----- Provided data -----
use super::*;

/// Tests deleting the snapshot row of a closed ticket.
///
/// Verifies that only the row for the given channel is removed.
///
/// Expected: Ok(true) and the other ticket remains
#[tokio::test]
async fn deletes_matching_row() -> Result<(), DbErr> {
    let test = TestBuilder::new().with_ticket_tables().build().await.unwrap();
    let db = test.db.as_ref().unwrap();

    factory::ticket::TicketFactory::new(db)
        .channel_id("3001")
        .build()
        .await?;
    factory::create_ticket(db).await?;

    let repo = TicketRepository::new(db);
    let deleted = repo.delete_by_channel_id(3001).await?;

    assert!(deleted);
    let rows = entity::prelude::Ticket::find().all(db).await?;
    assert_eq!(rows.len(), 1);
    assert_ne!(rows[0].channel_id, "3001");

    Ok(())
}

/// Tests deleting a channel that has no row.
///
/// Expected: Ok(false)
#[tokio::test]
async fn returns_false_when_missing() -> Result<(), DbErr> {
    let test = TestBuilder::new().with_ticket_tables().build().await.unwrap();
    let db = test.db.as_ref().unwrap();

    let repo = TicketRepository::new(db);
    let deleted = repo.delete_by_channel_id(404).await?;

    assert!(!deleted);

    Ok(())
}
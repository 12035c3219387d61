//! Ticket desk backend: Discord bot, ticket lifecycle and persistence.
//!
//! The bot uses Serenity for the Discord gateway and REST API, SeaORM over SQLite for
//! the open ticket snapshot, and Axum for a small liveness endpoint.
//!
//! # Architecture
//!
//! The server follows a layered architecture with clear separation of concerns:
//!
//! - **Bot Layer** (`bot/`) - Slash commands, panels and interaction dispatch
//! - **Service Layer** (`service/`) - Ticket lifecycle, transcripts, announcements and the
//!   Discord gateway abstraction
//! - **Data Layer** (`data/`) - Snapshot repositories and the guild config file store
//! - **Model Layer** (`model/`) - Domain models and operation-specific parameter types
//! - **Error Layer** (`error/`) - Application error types and user-facing reply mapping
//!
//! # Infrastructure
//!
//! - **Configuration** (`config`) - Environment-based application configuration
//! - **State** (`state`) - Shared services handed to the bot and the router
//! - **Startup** (`startup`) - Logging, database and guild config initialization
//! - **Router** (`router`) - Axum liveness route
//! - **Scheduler** (`scheduler/`) - Cron job pruning expired ticket cooldowns
//!
//! # Interaction Flow
//!
//! 1. **Handler** receives the interaction and decodes it into a typed action
//! 2. **Handler** builds the `Actor` from the invoking member and defers if needed
//! 3. **Service** checks access, updates the registry and calls Discord
//! 4. **Data** snapshots the ticket state to SQLite
//! 5. **Handler** replies, mapping any error to a user-facing message

pub mod bot;
pub mod config;
pub mod data;
pub mod error;
pub mod model;
pub mod router;
pub mod scheduler;
pub mod service;
pub mod startup;
pub mod state;
pub mod util;
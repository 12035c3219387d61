use std::path::{Path, PathBuf};

use crate::server::{error::config::ConfigError, model::guild_config::GuildConfig};

/// JSON file holding the single guild configuration record.
pub struct GuildConfigStore {
    path: PathBuf,
}

impl GuildConfigStore {
    pub fn new(path: impl Into<PathBuf>) -> Self {
        Self { path: path.into() }
    }

    pub fn path(&self) -> &Path {
        &self.path
    }

    /// Loads the stored configuration
    ///
    /// # Returns
    /// - `Ok(GuildConfig)`: Stored record, or an all-unset record if the file doesn't exist
    /// - `Err(ConfigError::GuildConfigIo)`: File exists but could not be read
    /// - `Err(ConfigError::GuildConfigParse)`: File contents are not a config record
    pub async fn load(&self) -> Result<GuildConfig, ConfigError> {
        let raw = match tokio::fs::read_to_string(&self.path).await {
            Ok(raw) => raw,
            Err(e) if e.kind() == std::io::ErrorKind::NotFound => {
                return Ok(GuildConfig::default())
            }
            Err(source) => {
                return Err(ConfigError::GuildConfigIo {
                    path: self.path.clone(),
                    source,
                })
            }
        };

        serde_json::from_str(&raw).map_err(|source| ConfigError::GuildConfigParse {
            path: self.path.clone(),
            source,
        })
    }

    /// Overwrites the stored configuration with `config`
    ///
    /// Writes to a sibling temporary file first and renames it into place, so a crash
    /// mid-write never leaves a truncated record behind.
    pub async fn save(&self, config: &GuildConfig) -> Result<(), ConfigError> {
        let json =
            serde_json::to_string_pretty(config).map_err(|source| ConfigError::GuildConfigParse {
                path: self.path.clone(),
                source,
            })?;

        let io_err = |source| ConfigError::GuildConfigIo {
            path: self.path.clone(),
            source,
        };

        if let Some(parent) = self.path.parent().filter(|p| !p.as_os_str().is_empty()) {
            tokio::fs::create_dir_all(parent).await.map_err(io_err)?;
        }

        let tmp_path = self.path.with_extension("json.tmp");
        tokio::fs::write(&tmp_path, json).await.map_err(io_err)?;
        tokio::fs::rename(&tmp_path, &self.path)
            .await
            .map_err(io_err)?;

        Ok(())
    }
}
-----
## Task instructions:
The answer should be nothing but the number of lines above that contain "model".

## Answer below:
3